Virginia levantó la vista de los víveres que estaba pelando cuando entró dejando la puerta abierta. Él la miró, pero no dijo nada. Ella captó la ojeada, y mientras se movía hacia la pared opuesta, miró a través de la entrada a los jinetes que bajaban de la altura hacia su morada.

—¡Marcos! —La escuchó decir bruscamente desde algún lugar detrás de él mientras tomaba la carabina apoyada contra la pared.

—Lo sé… —dijo en voz baja, respirando profundo con resignación; amartillando la carabina. Él se volvió y comenzó a pasarla—. Son los hombres de Don Gregorio.

Ella lo agarró por el brazo al pasar. Se aferro a él con desesperación. —¿Qué vas a hacer? —Preguntó, no con miedo por él, sino, por lo que pueda hacer.
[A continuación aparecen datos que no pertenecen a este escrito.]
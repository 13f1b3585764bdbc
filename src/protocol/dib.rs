//! Description Information Block (DIB) parsing and encoding.
//!
//! DIBs are the type-tagged, variable-length structures carried in
//! `DESCRIPTION_RESPONSE` and `SEARCH_RESPONSE` frames. Each DIB starts with
//! a one-byte structure length and a one-byte type code; unknown type codes
//! are preserved as opaque payloads rather than rejected, since new DIB
//! types are added to the standard over time.

use crate::error::{KnxError, Result};

/// DIB type codes (KNXnet/IP Core + Device Management + IP DIBs).
#[derive(Debug, Clone, Copy, PartialEq, Eq)]
#[repr(u8)]
pub enum DibType {
    /// `DEVICE_INFO` - device identity, serial, MAC, friendly name
    DeviceInfo = 0x01,
    /// `SUPP_SVC_FAMILIES` - supported service families and versions
    SuppSvcFamilies = 0x02,
    /// `IP_CONFIG` - current IP assignment method and addressing
    IpConfig = 0x03,
    /// `IP_CUR_CONFIG` - currently active IP configuration
    IpCurrentConfig = 0x04,
    /// `KNX_ADDRESSES` - list of additional individual addresses
    KnxAddresses = 0x05,
    /// `MFR_DATA` - manufacturer-specific data
    MfrData = 0xFE,
    /// `SECURE_SERVICE_FAMILIES` - supported secure service families
    SecureServiceFamilies = 0x06,
    /// `TUNNELING_INFO` - max APDU length and tunnelling slot info
    TunnelingInfo = 0x07,
    /// `ADDITIONAL_DEVICE_INFO` - extra device descriptors
    AdditionalDeviceInfo = 0x08,
    /// Unrecognized DIB type, preserved verbatim.
    Unknown(u8),
}

impl DibType {
    #[must_use]
    pub const fn from_u8(value: u8) -> Self {
        match value {
            0x01 => Self::DeviceInfo,
            0x02 => Self::SuppSvcFamilies,
            0x03 => Self::IpConfig,
            0x04 => Self::IpCurrentConfig,
            0x05 => Self::KnxAddresses,
            0x06 => Self::SecureServiceFamilies,
            0x07 => Self::TunnelingInfo,
            0x08 => Self::AdditionalDeviceInfo,
            0xFE => Self::MfrData,
            other => Self::Unknown(other),
        }
    }

    #[must_use]
    pub const fn to_u8(self) -> u8 {
        match self {
            Self::DeviceInfo => 0x01,
            Self::SuppSvcFamilies => 0x02,
            Self::IpConfig => 0x03,
            Self::IpCurrentConfig => 0x04,
            Self::KnxAddresses => 0x05,
            Self::SecureServiceFamilies => 0x06,
            Self::TunnelingInfo => 0x07,
            Self::AdditionalDeviceInfo => 0x08,
            Self::MfrData => 0xFE,
            Self::Unknown(v) => v,
        }
    }
}

/// A single Description Information Block: a type-tagged opaque payload.
#[derive(Debug, Clone, Copy, PartialEq, Eq)]
pub struct Dib<'a> {
    pub dib_type: DibType,
    /// Payload following the 2-byte (length, type) prefix.
    pub payload: &'a [u8],
}

impl<'a> Dib<'a> {
    /// Parse a single DIB from the front of `data`. Returns the DIB and the
    /// number of bytes consumed.
    ///
    /// # Errors
    ///
    /// Returns `MalformedFrame` if the declared structure length is smaller
    /// than the 2-byte prefix or overruns the buffer.
    pub fn parse(data: &'a [u8]) -> Result<(Self, usize)> {
        if data.len() < 2 {
            return Err(KnxError::BufferTooSmall);
        }
        let structure_length = data[0] as usize;
        if structure_length < 2 {
            return Err(KnxError::malformed("DIB structure length below minimum"));
        }
        if data.len() < structure_length {
            return Err(KnxError::malformed("DIB structure length exceeds buffer"));
        }
        let dib_type = DibType::from_u8(data[1]);
        let payload = &data[2..structure_length];
        Ok((Self { dib_type, payload }, structure_length))
    }

    /// Encode this DIB into `buf`. Returns the number of bytes written.
    ///
    /// # Errors
    ///
    /// Returns `MalformedFrame` if the total structure would exceed 255
    /// bytes, or `BufferTooSmall` if `buf` doesn't fit it.
    pub fn encode(&self, buf: &mut [u8]) -> Result<usize> {
        let total = 2 + self.payload.len();
        if total > u8::MAX as usize {
            return Err(KnxError::malformed("DIB exceeds maximum structure length"));
        }
        if buf.len() < total {
            return Err(KnxError::BufferTooSmall);
        }
        buf[0] = total as u8;
        buf[1] = self.dib_type.to_u8();
        buf[2..total].copy_from_slice(self.payload);
        Ok(total)
    }
}

/// Parse a sequence of back-to-back DIBs filling `data` (as found in a
/// `DESCRIPTION_RESPONSE` or `SEARCH_RESPONSE` body).
///
/// # Errors
///
/// Returns `MalformedFrame` if any individual DIB fails to parse, or if the
/// same [`DibType`] (other than `Unknown`) appears more than once — per the
/// core's invariant, a duplicate DIB type in one description is rejected
/// rather than silently overwritten.
pub fn parse_all(mut data: &[u8]) -> Result<Vec<Dib<'_>>> {
    let mut dibs = Vec::new();
    while !data.is_empty() {
        let (dib, consumed) = Dib::parse(data)?;
        if !matches!(dib.dib_type, DibType::Unknown(_))
            && dibs.iter().any(|d: &Dib<'_>| d.dib_type == dib.dib_type)
        {
            return Err(KnxError::malformed("duplicate DIB type in description"));
        }
        dibs.push(dib);
        data = &data[consumed..];
    }
    Ok(dibs)
}

#[cfg(test)]
mod tests {
    use super::*;

    #[test]
    fn parses_single_dib() {
        let data = [0x05, 0x01, 0xAA, 0xBB, 0xCC];
        let (dib, consumed) = Dib::parse(&data).unwrap();
        assert_eq!(consumed, 5);
        assert_eq!(dib.dib_type, DibType::DeviceInfo);
        assert_eq!(dib.payload, &[0xAA, 0xBB, 0xCC]);
    }

    #[test]
    fn round_trips_through_encode() {
        let dib = Dib {
            dib_type: DibType::SuppSvcFamilies,
            payload: &[0x02, 0x01, 0x03, 0x02],
        };
        let mut buf = [0u8; 16];
        let n = dib.encode(&mut buf).unwrap();
        let (parsed, consumed) = Dib::parse(&buf[..n]).unwrap();
        assert_eq!(consumed, n);
        assert_eq!(parsed, dib);
    }

    #[test]
    fn parse_all_collects_sequential_dibs() {
        let mut data = Vec::new();
        data.extend_from_slice(&[0x03, 0x01, 0x00]);
        data.extend_from_slice(&[0x04, 0x02, 0x01, 0x02]);
        let dibs = parse_all(&data).unwrap();
        assert_eq!(dibs.len(), 2);
        assert_eq!(dibs[0].dib_type, DibType::DeviceInfo);
        assert_eq!(dibs[1].dib_type, DibType::SuppSvcFamilies);
    }

    #[test]
    fn parse_all_rejects_duplicate_type() {
        let mut data = Vec::new();
        data.extend_from_slice(&[0x03, 0x01, 0x00]);
        data.extend_from_slice(&[0x03, 0x01, 0x01]);
        assert!(parse_all(&data).is_err());
    }

    #[test]
    fn unknown_type_preserved() {
        let data = [0x03, 0x7F, 0x00];
        let (dib, _) = Dib::parse(&data).unwrap();
        assert_eq!(dib.dib_type, DibType::Unknown(0x7F));
    }
}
—No nos van a sacar de nuestra tierra, Virginia… —Antes de que ella pudiera protestar, Marcos desapareció por la puerta y se paró en su porche justo cuando los jinetes tiraban de las riendas fuera de su morada. Sostuvo la carabina con ambas manos, el cañón apuntando de forma no amenazadora en dirección al este, mientras lo mantenía listo para disparar, de modo que todo lo que tenía que hacer era girar y tirar.

Eran cuatro hombres grandes con rostros fríos y duros; miradas rígidas que atravesaban a Marcos mientras se paraba frente a ellos. Sabía para qué estaban allí, pero no había forma de que lo convenzan. No mientras mantenga la voluntad de luchar.

—¿Qué puedo hacer por ustedes? —Preguntó en voz baja, mirando hacia ellos, pero a ninguno en particular.

—Sabes para qué estamos aquí, Crimino, —dijo el hombre a su extrema derecha.

—Peralta, —dijo Marcos, llamando al hombre que había hablado por su apellido—, será mejor que voltees… regreses al pueblo y le digas a Don Gregorio que no puede tener mi tierra.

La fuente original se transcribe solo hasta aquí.